Remember: false or exaggerated claims spread faster than truth on social platforms. A well-known study found false news traveled “farther, faster, deeper.”

Turn reads into action (safely)

Posts should feed your process, not your next impulse trade.

  • Create a watchlist, not a shopping list: Add tokens/protocols to a tracker with columns: claim, source link, what to verify, timeline, risks.
  • Assign micro-tasks: “Read the latest audit,” “Check treasury runway on Token Terminal,” “Verify team on LinkedIn.”
  • Use time locks: 24-hour cooling-off before any action. If it still looks good tomorrow, it’s usually better researched.
  • Sandbox first: Try features with tiny amounts on a fresh wallet. Learn fee behavior, slippage, and permission prompts before size.
  • Write risk notes: Admin keys? Oracle risk? Token unlocks? Note them next to the idea so enthusiasm doesn’t bulldoze caution.

Example: a post sells a new L2 bridge as “instant and cheap.” I test with $5 on a burner wallet, measure fees/time, and read the contract approvals. Many “instant” bridges are instant… until they aren’t during stress.

Bias traps to avoid

Good content can still lead you off course if your brain wants to hear “yes.” Here’s how I catch myself in the moment.

  • Confirmation bias: If a post agrees with you, force a counterpoint. Ask: “What would prove this wrong?” Research shows we favor confirming info.
  • Anchoring: First numbers stick. When you see “$10 target,” ignore it and rebuild an estimate from fundamentals or comparable metrics.
  • Survivorship bias: Lists of “winning strategies” rarely mention the graveyard. Ask for the base rate: “Out of how many attempts?”
  • Authority bias: Blue checks and big follower counts don’t equal due diligence. Treat big names as leads, not conclusions.
  • Recency bias: Recent pumps feel safer than they are. Look at 180-day charts and unlock schedules before trusting momentum.
  • Cherry-picked charts: If the timeframe starts exactly at a bottom, re-chart it. If a metric shows only up and to the right, ask for the other side (costs, dilution, churn).
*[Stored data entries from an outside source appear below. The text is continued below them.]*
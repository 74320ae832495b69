//! Translation queue service.
//!
//! Every transition reads the assignment, checks the caller's expected
//! version, validates the move against the state machine and writes back
//! with the expected version. Nothing retries on conflict.

use std::sync::Arc;

use async_trait::async_trait;
use chrono::{DateTime, Utc};
use serde::{Deserialize, Serialize};
use serde_json::json;
use tracing::{debug, info};

use backoffice_core::activity::{record_best_effort, TRANSLATION_ASSIGNMENT_CHANGED};
use backoffice_core::permissions::{
    authorize, TRANSLATIONS_APPROVE, TRANSLATIONS_ASSIGN, TRANSLATIONS_CLAIM, TRANSLATIONS_MANAGE,
};
use backoffice_core::{
    ActivityEntry, ActivitySink, AdminContext, AdminError, Authorizer, FeatureGate, FeatureKey,
    Metadata, Result,
};

use super::assignment::{
    AssignmentStatus, AssignmentType, Priority, QueueRow, QueueTransition, TranslationAssignment,
};
use super::repository::{AssignmentFilter, AssignmentRepository};
use crate::locale::normalize_locale;

/// Permission for reading the queue.
pub const TRANSLATIONS_VIEW: &str = "admin.translations.view";

/// Object type used in activity entries.
const ASSIGNMENT_OBJECT: &str = "translation_assignment";

/// Input for creating an assignment.
#[derive(Debug, Clone, Default, PartialEq, Eq, Serialize, Deserialize)]
pub struct CreateAssignmentInput {
    /// Defaults to `source_record_id`
    #[serde(default)]
    pub translation_group_id: String,
    pub entity_type: String,
    pub source_record_id: String,
    pub source_locale: String,
    pub target_locale: String,
    #[serde(default)]
    pub assignment_type: AssignmentType,
    #[serde(default)]
    pub priority: Priority,
    #[serde(default)]
    pub assignee_id: String,
    #[serde(default)]
    pub due_date: Option<DateTime<Utc>>,
}

/// Queue operations.
#[async_trait]
pub trait TranslationQueueService: Send + Sync {
    async fn create(
        &self,
        ctx: &AdminContext,
        input: CreateAssignmentInput,
    ) -> Result<TranslationAssignment>;
    async fn get(&self, ctx: &AdminContext, id: &str) -> Result<TranslationAssignment>;
    async fn list(&self, ctx: &AdminContext, filter: &AssignmentFilter) -> Result<Vec<QueueRow>>;

    async fn assign(
        &self,
        ctx: &AdminContext,
        id: &str,
        assignee_id: &str,
        expected_version: u64,
    ) -> Result<TranslationAssignment>;
    async fn claim(
        &self,
        ctx: &AdminContext,
        id: &str,
        expected_version: u64,
    ) -> Result<TranslationAssignment>;
    async fn release(
        &self,
        ctx: &AdminContext,
        id: &str,
        expected_version: u64,
    ) -> Result<TranslationAssignment>;
    async fn submit_review(
        &self,
        ctx: &AdminContext,
        id: &str,
        expected_version: u64,
    ) -> Result<TranslationAssignment>;
    async fn approve(
        &self,
        ctx: &AdminContext,
        id: &str,
        expected_version: u64,
    ) -> Result<TranslationAssignment>;
    async fn reject(
        &self,
        ctx: &AdminContext,
        id: &str,
        reason: &str,
        expected_version: u64,
    ) -> Result<TranslationAssignment>;
    async fn archive(
        &self,
        ctx: &AdminContext,
        id: &str,
        expected_version: u64,
    ) -> Result<TranslationAssignment>;
    async fn mark_published(
        &self,
        ctx: &AdminContext,
        id: &str,
        expected_version: u64,
    ) -> Result<TranslationAssignment>;
    async fn update_priority(
        &self,
        ctx: &AdminContext,
        id: &str,
        priority: Priority,
        expected_version: u64,
    ) -> Result<TranslationAssignment>;

    async fn bulk_assign(
        &self,
        ctx: &AdminContext,
        ids: &[String],
        assignee_id: &str,
    ) -> Result<Vec<TranslationAssignment>>;
    async fn bulk_release(
        &self,
        ctx: &AdminContext,
        ids: &[String],
    ) -> Result<Vec<TranslationAssignment>>;
    async fn bulk_priority(
        &self,
        ctx: &AdminContext,
        ids: &[String],
        priority: Priority,
    ) -> Result<Vec<TranslationAssignment>>;
    async fn bulk_archive(
        &self,
        ctx: &AdminContext,
        ids: &[String],
    ) -> Result<Vec<TranslationAssignment>>;
}

/// Permission a transition requires.
pub fn required_permission(transition: QueueTransition) -> &'static str {
    match transition {
        QueueTransition::Claim | QueueTransition::Release | QueueTransition::SubmitReview => {
            TRANSLATIONS_CLAIM
        }
        QueueTransition::Assign => TRANSLATIONS_ASSIGN,
        QueueTransition::Approve | QueueTransition::Reject => TRANSLATIONS_APPROVE,
        QueueTransition::Archive | QueueTransition::Publish => TRANSLATIONS_MANAGE,
    }
}

/// Conflict for a move the state machine does not allow.
pub fn invalid_transition(
    assignment: &TranslationAssignment,
    transition: QueueTransition,
) -> AdminError {
    let mut meta = Metadata::new();
    meta.insert("from_status".into(), json!(assignment.status.as_str()));
    meta.insert("transition".into(), json!(transition.as_str()));
    meta.insert("assignment_id".into(), json!(assignment.id));
    meta.insert("translation_group_id".into(), json!(assignment.translation_group_id));
    meta.insert("entity_type".into(), json!(assignment.entity_type));
    meta.insert("source_locale".into(), json!(assignment.source_locale));
    meta.insert("target_locale".into(), json!(assignment.target_locale));
    AdminError::conflict(
        "invalid_transition",
        format!(
            "cannot {} assignment {} in status {}",
            transition, assignment.id, assignment.status
        ),
        meta,
    )
}

/// Queue service over an [`AssignmentRepository`].
pub struct DefaultTranslationQueueService {
    repository: Arc<dyn AssignmentRepository>,
    activity: Option<Arc<dyn ActivitySink>>,
    authorizer: Option<Arc<dyn Authorizer>>,
    features: Option<Arc<dyn FeatureGate>>,
}

impl DefaultTranslationQueueService {
    pub fn new(repository: Arc<dyn AssignmentRepository>) -> Self {
        Self {
            repository,
            activity: None,
            authorizer: None,
            features: None,
        }
    }

    pub fn with_activity(mut self, activity: Arc<dyn ActivitySink>) -> Self {
        self.activity = Some(activity);
        self
    }

    pub fn with_authorizer(mut self, authorizer: Arc<dyn Authorizer>) -> Self {
        self.authorizer = Some(authorizer);
        self
    }

    pub fn with_features(mut self, features: Arc<dyn FeatureGate>) -> Self {
        self.features = Some(features);
        self
    }

    async fn gate(&self, ctx: &AdminContext, permission: &str) -> Result<()> {
        if let Some(features) = &self.features {
            features.require(FeatureKey::TranslationQueue)?;
        }
        authorize(self.authorizer.as_deref(), ctx, permission, "translations").await
    }

    /// Read, check version and state, mutate, write with the expected version.
    async fn transition<F>(
        &self,
        ctx: &AdminContext,
        id: &str,
        expected_version: u64,
        transition: QueueTransition,
        mutate: F,
    ) -> Result<TranslationAssignment>
    where
        F: FnOnce(&mut TranslationAssignment) + Send,
    {
        self.gate(ctx, required_permission(transition)).await?;
        let current = self.repository.get(ctx, id).await?;
        if current.version != expected_version {
            return Err(AdminError::version_mismatch(
                ASSIGNMENT_OBJECT,
                id,
                expected_version,
                current.version,
            ));
        }
        let Some(next) = current.next_status(transition) else {
            debug!(
                assignment_id = %id,
                from = %current.status,
                transition = %transition,
                "Rejected queue transition"
            );
            return Err(invalid_transition(&current, transition));
        };

        let mut updated = current.clone();
        updated.status = next;
        mutate(&mut updated);
        let saved = self.repository.update(ctx, updated, expected_version).await?;

        info!(
            assignment_id = %saved.id,
            transition = %transition,
            from = %current.status,
            to = %saved.status,
            version = saved.version,
            "Translation assignment transitioned"
        );
        self.record(ctx, &saved, transition.as_str(), Some(current.status))
            .await;
        Ok(saved)
    }

    async fn record(
        &self,
        ctx: &AdminContext,
        assignment: &TranslationAssignment,
        change: &str,
        from: Option<AssignmentStatus>,
    ) {
        let mut entry = ActivityEntry::new(
            ctx,
            TRANSLATION_ASSIGNMENT_CHANGED,
            ASSIGNMENT_OBJECT,
            &assignment.id,
        )
        .with("change", change)
        .with("to_status", assignment.status.as_str())
        .with("version", assignment.version)
        .with("translation_group_id", assignment.translation_group_id.as_str())
        .with("target_locale", assignment.target_locale.as_str());
        if let Some(from) = from {
            entry = entry.with("from_status", from.as_str());
        }
        record_best_effort(self.activity.as_deref(), ctx, entry).await;
    }

    /// Apply `op` to each id with the version read just before it; stop at the
    /// first failure.
    async fn bulk<'a, F, Fut>(
        &'a self,
        ctx: &'a AdminContext,
        ids: &'a [String],
        op: F,
    ) -> Result<Vec<TranslationAssignment>>
    where
        F: Fn(&'a str, u64) -> Fut + Send,
        Fut: std::future::Future<Output = Result<TranslationAssignment>> + Send + 'a,
    {
        let mut out = Vec::with_capacity(ids.len());
        for id in ids {
            let current = self.repository.get(ctx, id).await?;
            out.push(op(id.as_str(), current.version).await?);
        }
        Ok(out)
    }
}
Three quick questions I ask during any read:

  • What’s the strongest opposing view?
  • Which number, if wrong, breaks this thesis?
  • Where’s the incentive—who wins if I act on this?

One more trick: if the post makes you feel rushed, step back. Fast emotion is often manufactured. Slow logic is where the edge lives.

Curious how to spot paid content or hidden incentives on Medium in under 10 seconds? That’s exactly what I’m breaking down next—want the checklist I use every day?

Disclosures, monetization, and ethics on Medium

If you’ve ever finished a crypto article and felt a quiet nudge to “click, sign up, claim,” that wasn’t an accident—it was an incentive at work. Medium makes it easy to publish, but it also makes it easy to sell. If you understand how authors get paid here, you’ll read with sharper instincts and fewer regrets.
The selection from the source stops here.